use game::progression::{Progression, ProgressionDomain};

#[test]
fn test_level_follows_flat_threshold() {
    let domain = ProgressionDomain::new(100);
    assert_eq!(domain.level_for(0), 1);
    assert_eq!(domain.level_for(99), 1);
    assert_eq!(domain.level_for(100), 2);
    assert_eq!(domain.level_for(250), 3);
}

#[test]
fn test_level_change_reported() {
    let mut domain = ProgressionDomain::new(100);
    let grant = domain.grant_experience(95).unwrap();
    assert_eq!(
        grant(),
        vec![Progression::ExperienceGained {
            amount: 95,
            experience: 95
        }]
    );
    let grant = domain.grant_experience(10).unwrap();
    assert_eq!(
        grant(),
        vec![
            Progression::ExperienceGained {
                amount: 10,
                experience: 105
            },
            Progression::LevelChanged { level: 2 }
        ]
    );
    assert_eq!(domain.progress(), (5, 100));
}

#[test]
fn test_experience_monotonic() {
    let mut domain = ProgressionDomain::new(100);
    let mut experience = 0;
    let mut level = 1;
    for amount in [0, 5, 0, 95, 1, 300, 20, 0, 499] {
        let grant = domain.grant_experience(amount).unwrap();
        grant();
        assert!(domain.experience >= experience);
        assert!(domain.level >= level);
        assert_eq!(domain.level, domain.level_for(domain.experience));
        experience = domain.experience;
        level = domain.level;
    }
    assert_eq!(domain.experience, 920);
    assert_eq!(domain.level, 10);
}

#[test]
fn test_zero_experience_is_silent() {
    let mut domain = ProgressionDomain::new(100);
    let grant = domain.grant_experience(0).unwrap();
    assert!(grant().is_empty());
}

#[test]
fn test_overflow_rejected() {
    let mut domain = ProgressionDomain::new(100);
    domain.load_experience(u32::MAX - 1, 0);
    assert!(domain.grant_experience(2).is_err());
    assert_eq!(domain.experience, u32::MAX - 1);
}

#[test]
fn test_stored_level_recomputed() {
    let mut domain = ProgressionDomain::new(100);
    domain.load_experience(310, 1);
    assert_eq!(domain.level, 4);
}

::::

§ **What to produce**
Work out how many lines of the data include the word "amount". Then write only that number.

§ **Exercise result**
4